The annual Plains, Peanuts, and a President post card contest kicks off every September. The Jimmy Carter NHS Education Program and The Peanut Institute are the annual hosts of the contest.  Students in grades K-12 are invited to compete in a yearly themed postcard contest. Students work on a white 3 X 5 or 4 X 6 sheet of paper or index card.  Directions, judging criteria, rewards, previous winners, and where to mail the entries can be found at http://jimmycarter.info/spotlight_1.html. Mrs. Annette Wise is the coordinator and her phone number is 229-824-4104.

The Kids Are Authors program is an annual competition sponsored by Scholastic. Students in grades K-8 and the program “is designed to encourage students to use their reading, writing, and artistic skills to create their own books.” For more information, go to http://teacher.scholastic.com/activities/kaa/index.htm.

Creative Communications sponsors poetry contests three times a year for students in grades K-12. For more details, go to http://www.poeticpower.com/usacontest.html.
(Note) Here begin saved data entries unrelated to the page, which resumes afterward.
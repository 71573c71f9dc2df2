//! Client-side checks run before a write reaches the node

use wallet_core::{WalletError, WalletResult};

/// Length of a public identity
pub const IDENTITY_LEN: usize = 60;
/// Length of a private seed
pub const SEED_LEN: usize = 55;
/// Longest asset name the QX contract accepts
pub const MAX_ASSET_NAME_LEN: usize = 8;
/// Largest amount the wallet lets a user send in one transfer
pub const MAX_AMOUNT: i64 = 1_000_000_000_000_000;

pub fn validate_identity(identity: &str) -> WalletResult<()> {
    if identity.len() != IDENTITY_LEN {
        return Err(WalletError::validation(format!(
            "Invalid identity: must be exactly {} characters",
            IDENTITY_LEN
        )));
    }
    if !identity.bytes().all(|b| b.is_ascii_uppercase()) {
        return Err(WalletError::validation("Invalid identity: must be A-Z uppercase"));
    }
    Ok(())
}

pub fn validate_seed(seed: &str) -> WalletResult<()> {
    if seed.len() != SEED_LEN {
        return Err(WalletError::validation(format!(
            "Invalid seed: must be exactly {} characters",
            SEED_LEN
        )));
    }
    if !seed.bytes().all(|b| b.is_ascii_lowercase()) {
        return Err(WalletError::validation("Invalid seed: must be a-z lowercase"));
    }
    Ok(())
}

pub fn validate_asset_name(asset: &str) -> WalletResult<()> {
    if asset.is_empty() || asset.len() > MAX_ASSET_NAME_LEN {
        return Err(WalletError::validation(format!(
            "Invalid asset name '{}': must be 1-{} characters",
            asset, MAX_ASSET_NAME_LEN
        )));
    }
    Ok(())
}

pub fn validate_amount(amount: i64) -> WalletResult<()> {
    if amount <= 0 || amount > MAX_AMOUNT {
        return Err(WalletError::validation(format!(
            "Invalid amount {}: must be between 1 and {}",
            amount, MAX_AMOUNT
        )));
    }
    Ok(())
}

#[cfg(test)]
mod tests {
    use super::*;

    #[test]
    fn test_identity_rules() {
        assert!(validate_identity(&"A".repeat(60)).is_ok());
        assert!(validate_identity(&"A".repeat(59)).is_err());
        assert!(validate_identity(&"a".repeat(60)).is_err());
    }

    #[test]
    fn test_seed_rules() {
        assert!(validate_seed(&"q".repeat(55)).is_ok());
        assert!(validate_seed(&"q".repeat(54)).is_err());
        assert!(validate_seed(&format!("{}Q", "q".repeat(54))).is_err());
        assert!(validate_seed(&format!("{}1", "q".repeat(54))).is_err());
    }

    #[test]
    fn test_asset_and_amount_rules() {
        assert!(validate_asset_name("QX").is_ok());
        assert!(validate_asset_name("").is_err());
        assert!(validate_asset_name("TOOLONGNAME").is_err());

        assert!(validate_amount(1).is_ok());
        assert!(validate_amount(MAX_AMOUNT).is_ok());
        assert!(validate_amount(0).is_err());
        assert!(validate_amount(MAX_AMOUNT + 1).is_err());
    }
}
// SPDX-License-Identifier: AGPL-3.0-or-later
//
// Copyright (C) 2026 Relational Network

//! In-memory store.
//!
//! Nothing survives a restart. Used by tests and by `STORE_BACKEND=memory`
//! outside production.

use std::collections::HashMap;
use std::sync::RwLock;

use uuid::Uuid;

use super::{Session, Store, StoreError, StoreResult, User};

#[derive(Default)]
pub struct InMemoryStore {
    users: RwLock<HashMap<String, User>>,
    sessions: RwLock<HashMap<Uuid, Session>>,
}

fn poisoned<T>(_: T) -> StoreError {
    StoreError::Backend("in-memory store lock poisoned".to_string())
}

impl InMemoryStore {
    pub fn new() -> Self {
        Self::default()
    }
}

impl Store for InMemoryStore {
    fn create_user(&self, user: User) -> StoreResult<User> {
        let mut users = self.users.write().map_err(poisoned)?;
        if users.contains_key(&user.username) {
            return Err(StoreError::Duplicate {
                entity: "user",
                id: user.username,
            });
        }
        users.insert(user.username.clone(), user.clone());
        Ok(user)
    }

    fn get_user(&self, username: &str) -> StoreResult<User> {
        self.users
            .read()
            .map_err(poisoned)?
            .get(username)
            .cloned()
            .ok_or_else(|| StoreError::NotFound {
                entity: "user",
                id: username.to_string(),
            })
    }

    fn create_session(&self, session: Session) -> StoreResult<Session> {
        let mut sessions = self.sessions.write().map_err(poisoned)?;
        if sessions.contains_key(&session.id) {
            return Err(StoreError::Duplicate {
                entity: "session",
                id: session.id.to_string(),
            });
        }
        sessions.insert(session.id, session.clone());
        Ok(session)
    }

    fn get_session(&self, id: Uuid) -> StoreResult<Session> {
        self.sessions
            .read()
            .map_err(poisoned)?
            .get(&id)
            .cloned()
            .ok_or_else(|| StoreError::NotFound {
                entity: "session",
                id: id.to_string(),
            })
    }

    fn revoke_session(&self, id: Uuid) -> StoreResult<Session> {
        let mut sessions = self.sessions.write().map_err(poisoned)?;
        match sessions.get_mut(&id) {
            Some(session) => {
                session.revoked = true;
                Ok(session.clone())
            }
            None => Err(StoreError::NotFound {
                entity: "session",
                id: id.to_string(),
            }),
        }
    }
}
River of Words, in affiliation with The Library of Congress Center for the Book, conducts a free international poetry and art contest for youth on the theme of WATERSHEDS. The contest is designed to help youth explore the natural and cultural history of the place they live, and to express, through poetry and art, what they discover. The contest is open to any child in the world, from 5-19 years of age. Older students must have not yet completed high school. There is no charge to enter. For more information, go to http://www.riverofwords.org/contest/index.html.

Keep on writing!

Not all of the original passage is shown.